What is the cardinality of the set of mathematical structures? In mathematical logic, there is a set $X$ that contains all mathematical structures given a certain symbol set $S$. 
E.g. lets say $S=(•,R)$ (a binary operator and a binary relation)
Let an $S$ structure $\mathfrak A$ be a tuple $(A, •,R)$ such that the two symbols have a corresponding relation that is defkned on $A$.
What is the cardinality of $\{\mathfrak A|\mathfrak A \text{ is an $S$ structure} \}$?
My suspicion is that it is huge. Perhaps it doesn't have a cardinality? My suspicion is: for any cardinality, we can construct another set of S structures whose domains have that cardinality, so that the set of such structures must have a cardinality greater than it. Hence the set of all such structures has an "unbounded cardinality"? (???!)
 A: The correct term is "a proper class", which means that this collection is not a set.

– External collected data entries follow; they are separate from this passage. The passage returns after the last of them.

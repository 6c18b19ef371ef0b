use facedeck_core::DEFAULT_HISTORY_CAPACITY;
use serde::Deserialize;
use std::path::{Path, PathBuf};
use std::time::Duration;
use thiserror::Error;
use url::Url;

const DEFAULT_API_BASE: &str = "http://127.0.0.1:5000";

#[derive(Error, Debug)]
pub enum ConfigError {
    #[error("failed to read {path}: {source}")]
    Read {
        path: PathBuf,
        source: std::io::Error,
    },
    #[error("invalid config file {path}: {source}")]
    Parse {
        path: PathBuf,
        source: toml::de::Error,
    },
    #[error("invalid API base URL {value:?}: {source}")]
    InvalidUrl {
        value: String,
        source: url::ParseError,
    },
}

/// Client configuration: config file, then `FACEDECK_*` environment
/// variables, then command-line overrides.
#[derive(Debug, Clone, PartialEq)]
pub struct Config {
    /// Origin of the dashboard API (default: http://127.0.0.1:5000).
    pub api_base: Url,
    /// Per-request timeout in seconds.
    pub timeout_secs: u64,
    /// Timeout in seconds for opening the live subscription.
    pub connect_timeout_secs: u64,
    /// Number of live recognitions kept in the on-screen history.
    pub history_capacity: usize,
    /// Interval of the background health and camera refresh.
    pub refresh_interval_secs: u64,
    /// Interval between snapshot fetches when following a camera.
    pub snapshot_interval_ms: u64,
}

/// On-disk form. Every key is optional.
#[derive(Debug, Default, Deserialize)]
#[serde(default, deny_unknown_fields)]
struct FileConfig {
    api_base: Option<String>,
    timeout_secs: Option<u64>,
    connect_timeout_secs: Option<u64>,
    history_capacity: Option<usize>,
    refresh_interval_secs: Option<u64>,
    snapshot_interval_ms: Option<u64>,
}

impl FileConfig {
    fn read(path: &Path) -> Result<Self, ConfigError> {
        let text = match std::fs::read_to_string(path) {
            Ok(text) => text,
            Err(e) if e.kind() == std::io::ErrorKind::NotFound => return Ok(Self::default()),
            Err(source) => {
                return Err(ConfigError::Read {
                    path: path.to_path_buf(),
                    source,
                })
            }
        };
        toml::from_str(&text).map_err(|source| ConfigError::Parse {
            path: path.to_path_buf(),
            source,
        })
    }
}

impl Config {
    /// Load from the config file (if present) and the process environment.
    pub fn load() -> Result<Self, ConfigError> {
        let path = config_path(|key| std::env::var(key).ok());
        let file = FileConfig::read(&path)?;
        tracing::debug!(path = %path.display(), "loaded config file layer");
        Self::from_sources(file, |key| std::env::var(key).ok())
    }

    fn from_sources(
        file: FileConfig,
        env: impl Fn(&str) -> Option<String>,
    ) -> Result<Self, ConfigError> {
        let api_base = env("FACEDECK_API_BASE")
            .or(file.api_base)
            .unwrap_or_else(|| DEFAULT_API_BASE.to_string());

        let mut history_capacity = env_parse(&env, "FACEDECK_HISTORY_CAPACITY")
            .or(file.history_capacity)
            .unwrap_or(DEFAULT_HISTORY_CAPACITY);
        if history_capacity == 0 {
            tracing::warn!(
                default = DEFAULT_HISTORY_CAPACITY,
                "history capacity must be at least 1; using default"
            );
            history_capacity = DEFAULT_HISTORY_CAPACITY;
        }

        Ok(Self {
            api_base: parse_base(&api_base)?,
            timeout_secs: at_least_one_sec(
                "timeout_secs",
                env_parse(&env, "FACEDECK_TIMEOUT_SECS")
                    .or(file.timeout_secs)
                    .unwrap_or(10),
            ),
            connect_timeout_secs: at_least_one_sec(
                "connect_timeout_secs",
                env_parse(&env, "FACEDECK_CONNECT_TIMEOUT_SECS")
                    .or(file.connect_timeout_secs)
                    .unwrap_or(10),
            ),
            history_capacity,
            refresh_interval_secs: env_parse(&env, "FACEDECK_REFRESH_SECS")
                .or(file.refresh_interval_secs)
                .unwrap_or(30),
            snapshot_interval_ms: env_parse(&env, "FACEDECK_SNAPSHOT_INTERVAL_MS")
                .or(file.snapshot_interval_ms)
                .unwrap_or(1000),
        })
    }

    /// Replace the API base (e.g. from `--api`).
    pub fn with_api_base(mut self, value: &str) -> Result<Self, ConfigError> {
        self.api_base = parse_base(value)?;
        Ok(self)
    }

    pub fn timeout(&self) -> Duration {
        Duration::from_secs(self.timeout_secs.max(1))
    }

    pub fn connect_timeout(&self) -> Duration {
        Duration::from_secs(self.connect_timeout_secs.max(1))
    }

    pub fn refresh_interval(&self) -> Duration {
        Duration::from_secs(self.refresh_interval_secs.max(1))
    }

    pub fn snapshot_interval(&self) -> Duration {
        Duration::from_millis(self.snapshot_interval_ms.max(100))
    }
}

impl Default for Config {
    fn default() -> Self {
        Self::from_sources(FileConfig::default(), |_| None)
            .unwrap_or_else(|_| unreachable!("default API base is a valid URL"))
    }
}

/// `FACEDECK_CONFIG`, else `$XDG_CONFIG_HOME/facedeck/config.toml`.
fn config_path(env: impl Fn(&str) -> Option<String>) -> PathBuf {
    if let Some(path) = env("FACEDECK_CONFIG") {
        return PathBuf::from(path);
    }
    env("XDG_CONFIG_HOME")
        .map(PathBuf::from)
        .unwrap_or_else(|| {
            let home = env("HOME").unwrap_or_else(|| "/tmp".to_string());
            PathBuf::from(home).join(".config")
        })
        .join("facedeck/config.toml")
}

fn parse_base(value: &str) -> Result<Url, ConfigError> {
    Url::parse(value.trim()).map_err(|source| ConfigError::InvalidUrl {
        value: value.to_string(),
        source,
    })
}

/// A zero timeout would fail every request, so it is raised to one second.
fn at_least_one_sec(key: &str, secs: u64) -> u64 {
    if secs == 0 {
        tracing::warn!(key, "timeout must be at least 1 second; using 1");
        return 1;
    }
    secs
}

fn env_parse<T: std::str::FromStr>(env: &impl Fn(&str) -> Option<String>, key: &str) -> Option<T> {
    env(key).and_then(|v| v.trim().parse().ok())
}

And while we can certainly talk about proper classes and to some extent treat them as sets for some rudimentary things (e.g. intersections, unions, products), these are not sets. And one thing that proper classes do not have is cardinality.1
Your idea is correct, but your argument is a bit lacking. Indeed, fixing a language, we can find arbitrarily large structure for that language, which implies that this is a proper class. But there is no "direct connection" between the cardinality of the collection of structure, and the cardinality of a new structure. If $X$ is a countable set, then $X\cup\{X\}$ is also a countable set.
The correct approach, however, would be to argue that if $X$ is a set of $S$-structures, then there is some cardinal $\kappa$ such that no member of $X$ has size $\kappa$. Therefore taking any $S$-structure of size $\kappa$, it will not be in $X$. So no set can exhaust all the $S$-structures.

Footnotes.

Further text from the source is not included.